### EXERCISE AIM
Extract each line holding the word "warn" from the entries.
·····
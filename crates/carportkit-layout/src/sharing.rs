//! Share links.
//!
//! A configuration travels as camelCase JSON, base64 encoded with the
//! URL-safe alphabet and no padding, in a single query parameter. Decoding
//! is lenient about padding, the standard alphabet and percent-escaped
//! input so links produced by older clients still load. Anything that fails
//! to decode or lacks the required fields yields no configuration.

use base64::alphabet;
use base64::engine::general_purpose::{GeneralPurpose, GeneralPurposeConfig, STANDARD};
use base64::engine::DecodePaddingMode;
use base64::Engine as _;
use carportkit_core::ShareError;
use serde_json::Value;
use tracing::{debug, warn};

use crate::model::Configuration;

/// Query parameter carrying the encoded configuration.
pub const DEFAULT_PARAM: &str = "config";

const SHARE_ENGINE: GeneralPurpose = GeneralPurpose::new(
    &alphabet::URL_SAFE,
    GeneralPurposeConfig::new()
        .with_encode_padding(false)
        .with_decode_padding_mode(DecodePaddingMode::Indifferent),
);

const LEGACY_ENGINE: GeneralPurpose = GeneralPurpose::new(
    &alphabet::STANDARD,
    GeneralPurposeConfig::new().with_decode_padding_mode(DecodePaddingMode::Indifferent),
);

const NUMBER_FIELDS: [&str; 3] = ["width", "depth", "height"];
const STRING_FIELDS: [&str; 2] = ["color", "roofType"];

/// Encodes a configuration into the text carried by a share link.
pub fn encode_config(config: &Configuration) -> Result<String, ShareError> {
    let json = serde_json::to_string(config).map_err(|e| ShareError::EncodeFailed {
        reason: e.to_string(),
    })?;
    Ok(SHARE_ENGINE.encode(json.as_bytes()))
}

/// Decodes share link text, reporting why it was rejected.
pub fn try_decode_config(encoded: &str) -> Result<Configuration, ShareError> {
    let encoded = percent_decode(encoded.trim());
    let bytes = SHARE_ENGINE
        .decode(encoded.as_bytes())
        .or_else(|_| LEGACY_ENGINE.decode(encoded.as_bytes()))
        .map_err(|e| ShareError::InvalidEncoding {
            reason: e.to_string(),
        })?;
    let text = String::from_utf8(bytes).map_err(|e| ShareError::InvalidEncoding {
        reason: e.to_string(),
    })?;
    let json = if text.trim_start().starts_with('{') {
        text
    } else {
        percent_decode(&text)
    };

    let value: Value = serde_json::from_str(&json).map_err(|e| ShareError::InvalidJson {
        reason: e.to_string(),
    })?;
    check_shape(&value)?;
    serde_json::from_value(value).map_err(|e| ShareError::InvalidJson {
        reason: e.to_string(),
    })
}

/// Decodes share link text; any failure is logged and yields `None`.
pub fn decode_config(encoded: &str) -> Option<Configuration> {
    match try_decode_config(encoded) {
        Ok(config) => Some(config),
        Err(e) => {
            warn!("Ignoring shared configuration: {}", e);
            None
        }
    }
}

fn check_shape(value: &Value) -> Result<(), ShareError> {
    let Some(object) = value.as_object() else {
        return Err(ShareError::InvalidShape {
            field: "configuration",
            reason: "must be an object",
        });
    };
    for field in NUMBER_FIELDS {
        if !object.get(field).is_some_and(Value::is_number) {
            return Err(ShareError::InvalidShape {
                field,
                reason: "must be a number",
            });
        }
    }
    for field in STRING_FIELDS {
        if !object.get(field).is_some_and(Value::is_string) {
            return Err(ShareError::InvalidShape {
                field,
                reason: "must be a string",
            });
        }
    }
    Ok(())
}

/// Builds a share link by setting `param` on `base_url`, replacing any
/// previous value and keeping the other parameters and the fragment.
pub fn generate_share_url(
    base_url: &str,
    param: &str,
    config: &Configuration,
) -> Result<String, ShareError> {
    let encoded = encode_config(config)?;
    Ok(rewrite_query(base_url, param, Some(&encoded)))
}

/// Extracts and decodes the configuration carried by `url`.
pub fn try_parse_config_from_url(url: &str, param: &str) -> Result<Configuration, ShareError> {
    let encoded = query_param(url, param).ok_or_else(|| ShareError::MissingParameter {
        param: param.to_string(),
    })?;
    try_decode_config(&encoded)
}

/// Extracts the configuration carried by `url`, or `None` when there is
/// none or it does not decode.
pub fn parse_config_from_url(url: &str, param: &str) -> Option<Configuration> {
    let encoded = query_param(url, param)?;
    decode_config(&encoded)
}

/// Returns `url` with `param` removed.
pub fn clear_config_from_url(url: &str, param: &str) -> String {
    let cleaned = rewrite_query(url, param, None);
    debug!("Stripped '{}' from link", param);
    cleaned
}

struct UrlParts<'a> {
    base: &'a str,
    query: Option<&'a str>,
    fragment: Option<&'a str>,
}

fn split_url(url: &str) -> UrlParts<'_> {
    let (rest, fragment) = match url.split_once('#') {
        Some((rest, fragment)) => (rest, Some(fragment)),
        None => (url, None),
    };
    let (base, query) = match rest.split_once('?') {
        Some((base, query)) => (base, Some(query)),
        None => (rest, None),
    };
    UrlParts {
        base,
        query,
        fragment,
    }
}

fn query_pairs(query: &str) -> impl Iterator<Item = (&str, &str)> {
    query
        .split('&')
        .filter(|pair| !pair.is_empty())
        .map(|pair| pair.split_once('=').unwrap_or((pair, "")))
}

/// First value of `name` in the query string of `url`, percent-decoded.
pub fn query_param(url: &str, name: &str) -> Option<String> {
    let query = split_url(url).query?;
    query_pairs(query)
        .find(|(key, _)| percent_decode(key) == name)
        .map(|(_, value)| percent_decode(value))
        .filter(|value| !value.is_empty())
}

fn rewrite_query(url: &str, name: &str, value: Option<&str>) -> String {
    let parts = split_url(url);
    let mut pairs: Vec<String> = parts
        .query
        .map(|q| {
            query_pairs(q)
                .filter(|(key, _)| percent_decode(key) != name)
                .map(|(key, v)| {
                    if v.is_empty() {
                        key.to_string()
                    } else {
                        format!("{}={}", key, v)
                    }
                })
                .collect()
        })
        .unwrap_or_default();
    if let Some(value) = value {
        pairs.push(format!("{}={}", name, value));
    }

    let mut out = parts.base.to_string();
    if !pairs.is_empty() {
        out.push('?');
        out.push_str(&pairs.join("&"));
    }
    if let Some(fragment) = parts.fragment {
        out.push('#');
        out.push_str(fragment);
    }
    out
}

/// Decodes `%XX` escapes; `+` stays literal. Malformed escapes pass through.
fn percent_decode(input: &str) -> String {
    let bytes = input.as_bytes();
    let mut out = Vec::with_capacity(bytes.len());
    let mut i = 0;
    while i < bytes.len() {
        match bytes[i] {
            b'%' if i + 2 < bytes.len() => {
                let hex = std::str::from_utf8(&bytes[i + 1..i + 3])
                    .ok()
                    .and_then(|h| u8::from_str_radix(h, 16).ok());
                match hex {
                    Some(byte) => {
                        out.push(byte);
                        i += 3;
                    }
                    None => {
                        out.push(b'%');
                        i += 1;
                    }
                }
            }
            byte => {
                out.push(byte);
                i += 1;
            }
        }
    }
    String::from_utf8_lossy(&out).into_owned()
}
·····
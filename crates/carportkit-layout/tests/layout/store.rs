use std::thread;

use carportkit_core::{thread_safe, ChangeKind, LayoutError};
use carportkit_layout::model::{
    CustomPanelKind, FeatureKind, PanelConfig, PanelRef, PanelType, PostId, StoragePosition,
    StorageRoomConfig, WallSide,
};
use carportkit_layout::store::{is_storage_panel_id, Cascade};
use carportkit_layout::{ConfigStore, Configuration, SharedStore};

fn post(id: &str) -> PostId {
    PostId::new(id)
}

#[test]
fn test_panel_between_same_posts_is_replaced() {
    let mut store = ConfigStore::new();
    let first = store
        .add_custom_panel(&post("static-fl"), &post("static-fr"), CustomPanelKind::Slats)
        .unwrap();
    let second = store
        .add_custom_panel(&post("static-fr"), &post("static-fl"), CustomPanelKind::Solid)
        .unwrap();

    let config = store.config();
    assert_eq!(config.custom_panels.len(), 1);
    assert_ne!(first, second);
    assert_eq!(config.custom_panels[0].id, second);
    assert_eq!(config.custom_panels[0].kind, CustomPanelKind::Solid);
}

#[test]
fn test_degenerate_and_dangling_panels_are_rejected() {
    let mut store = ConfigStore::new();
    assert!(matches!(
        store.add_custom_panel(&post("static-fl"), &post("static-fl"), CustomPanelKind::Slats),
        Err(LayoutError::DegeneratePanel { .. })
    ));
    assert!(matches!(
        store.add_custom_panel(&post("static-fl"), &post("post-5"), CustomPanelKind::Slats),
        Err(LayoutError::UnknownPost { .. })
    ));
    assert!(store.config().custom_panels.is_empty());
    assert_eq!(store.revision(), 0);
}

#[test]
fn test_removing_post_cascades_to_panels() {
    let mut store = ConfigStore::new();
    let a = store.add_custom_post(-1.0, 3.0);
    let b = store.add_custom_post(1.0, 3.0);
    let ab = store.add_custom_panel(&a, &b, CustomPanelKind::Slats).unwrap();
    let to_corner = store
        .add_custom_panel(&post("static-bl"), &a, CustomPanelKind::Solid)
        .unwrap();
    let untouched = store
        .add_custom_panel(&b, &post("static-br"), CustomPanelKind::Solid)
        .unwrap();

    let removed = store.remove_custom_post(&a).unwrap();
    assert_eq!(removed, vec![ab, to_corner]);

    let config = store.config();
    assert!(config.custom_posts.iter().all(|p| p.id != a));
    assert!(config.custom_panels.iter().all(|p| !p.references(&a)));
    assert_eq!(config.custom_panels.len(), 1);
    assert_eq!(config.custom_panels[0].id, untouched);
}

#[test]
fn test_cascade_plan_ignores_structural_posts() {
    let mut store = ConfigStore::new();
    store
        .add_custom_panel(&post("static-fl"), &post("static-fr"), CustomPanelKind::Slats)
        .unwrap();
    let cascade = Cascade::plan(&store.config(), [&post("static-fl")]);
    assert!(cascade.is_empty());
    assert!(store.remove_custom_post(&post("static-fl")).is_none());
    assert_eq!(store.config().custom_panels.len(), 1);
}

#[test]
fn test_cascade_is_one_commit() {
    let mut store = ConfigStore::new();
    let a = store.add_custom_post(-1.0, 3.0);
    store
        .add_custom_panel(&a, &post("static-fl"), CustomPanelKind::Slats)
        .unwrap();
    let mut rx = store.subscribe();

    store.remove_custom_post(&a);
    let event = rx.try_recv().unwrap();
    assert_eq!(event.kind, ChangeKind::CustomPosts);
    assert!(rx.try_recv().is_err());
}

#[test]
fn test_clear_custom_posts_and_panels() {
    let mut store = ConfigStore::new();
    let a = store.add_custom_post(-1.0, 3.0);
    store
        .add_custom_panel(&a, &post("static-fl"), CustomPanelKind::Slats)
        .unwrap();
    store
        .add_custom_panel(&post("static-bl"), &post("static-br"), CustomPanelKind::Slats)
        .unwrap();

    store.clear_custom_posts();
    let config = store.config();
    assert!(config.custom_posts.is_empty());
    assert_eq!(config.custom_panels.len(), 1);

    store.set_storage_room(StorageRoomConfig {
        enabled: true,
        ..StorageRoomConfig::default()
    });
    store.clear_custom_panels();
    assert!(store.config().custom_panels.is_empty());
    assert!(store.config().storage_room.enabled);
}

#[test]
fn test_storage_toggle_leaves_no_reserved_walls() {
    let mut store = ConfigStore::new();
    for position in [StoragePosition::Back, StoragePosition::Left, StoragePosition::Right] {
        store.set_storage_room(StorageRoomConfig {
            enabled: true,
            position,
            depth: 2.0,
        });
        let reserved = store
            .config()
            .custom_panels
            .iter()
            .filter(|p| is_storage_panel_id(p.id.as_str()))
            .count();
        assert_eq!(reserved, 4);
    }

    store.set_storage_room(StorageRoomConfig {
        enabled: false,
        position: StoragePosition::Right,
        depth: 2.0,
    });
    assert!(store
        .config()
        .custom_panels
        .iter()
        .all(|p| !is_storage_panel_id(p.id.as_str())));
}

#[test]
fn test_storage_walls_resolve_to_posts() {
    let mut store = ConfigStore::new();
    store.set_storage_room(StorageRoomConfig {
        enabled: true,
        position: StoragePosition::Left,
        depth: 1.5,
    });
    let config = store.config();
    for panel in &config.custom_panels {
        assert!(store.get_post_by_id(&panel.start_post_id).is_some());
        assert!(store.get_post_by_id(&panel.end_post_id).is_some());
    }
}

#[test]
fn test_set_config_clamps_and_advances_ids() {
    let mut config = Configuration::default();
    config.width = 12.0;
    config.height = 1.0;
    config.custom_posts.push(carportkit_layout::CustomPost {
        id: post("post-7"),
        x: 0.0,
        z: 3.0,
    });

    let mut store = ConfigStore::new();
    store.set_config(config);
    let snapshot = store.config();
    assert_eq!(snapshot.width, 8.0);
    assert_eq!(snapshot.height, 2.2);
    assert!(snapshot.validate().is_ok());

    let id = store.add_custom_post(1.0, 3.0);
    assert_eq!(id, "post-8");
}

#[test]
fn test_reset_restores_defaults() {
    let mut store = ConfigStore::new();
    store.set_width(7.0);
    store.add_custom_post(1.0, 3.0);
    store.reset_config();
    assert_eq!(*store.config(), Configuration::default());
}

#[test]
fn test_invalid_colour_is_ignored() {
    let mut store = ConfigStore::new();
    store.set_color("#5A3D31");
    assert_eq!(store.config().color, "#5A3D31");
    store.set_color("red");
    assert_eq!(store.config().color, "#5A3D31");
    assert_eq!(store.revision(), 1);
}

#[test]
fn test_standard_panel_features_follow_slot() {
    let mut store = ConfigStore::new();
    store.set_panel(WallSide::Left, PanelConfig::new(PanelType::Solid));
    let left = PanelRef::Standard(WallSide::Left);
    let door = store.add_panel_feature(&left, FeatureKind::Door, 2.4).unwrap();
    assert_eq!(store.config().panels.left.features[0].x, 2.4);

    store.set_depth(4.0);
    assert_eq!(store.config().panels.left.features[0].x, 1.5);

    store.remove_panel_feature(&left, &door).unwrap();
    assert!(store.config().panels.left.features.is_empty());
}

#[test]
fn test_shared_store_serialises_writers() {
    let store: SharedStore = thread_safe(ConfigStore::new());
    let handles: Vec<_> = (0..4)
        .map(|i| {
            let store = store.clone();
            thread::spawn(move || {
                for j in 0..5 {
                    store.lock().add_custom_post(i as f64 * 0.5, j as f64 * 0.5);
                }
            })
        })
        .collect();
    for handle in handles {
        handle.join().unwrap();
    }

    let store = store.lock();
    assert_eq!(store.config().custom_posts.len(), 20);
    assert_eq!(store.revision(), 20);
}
·····
### TASK OUTPUT
use tracing::{debug, warn};
            warn!("Ignoring shared configuration: {}", e);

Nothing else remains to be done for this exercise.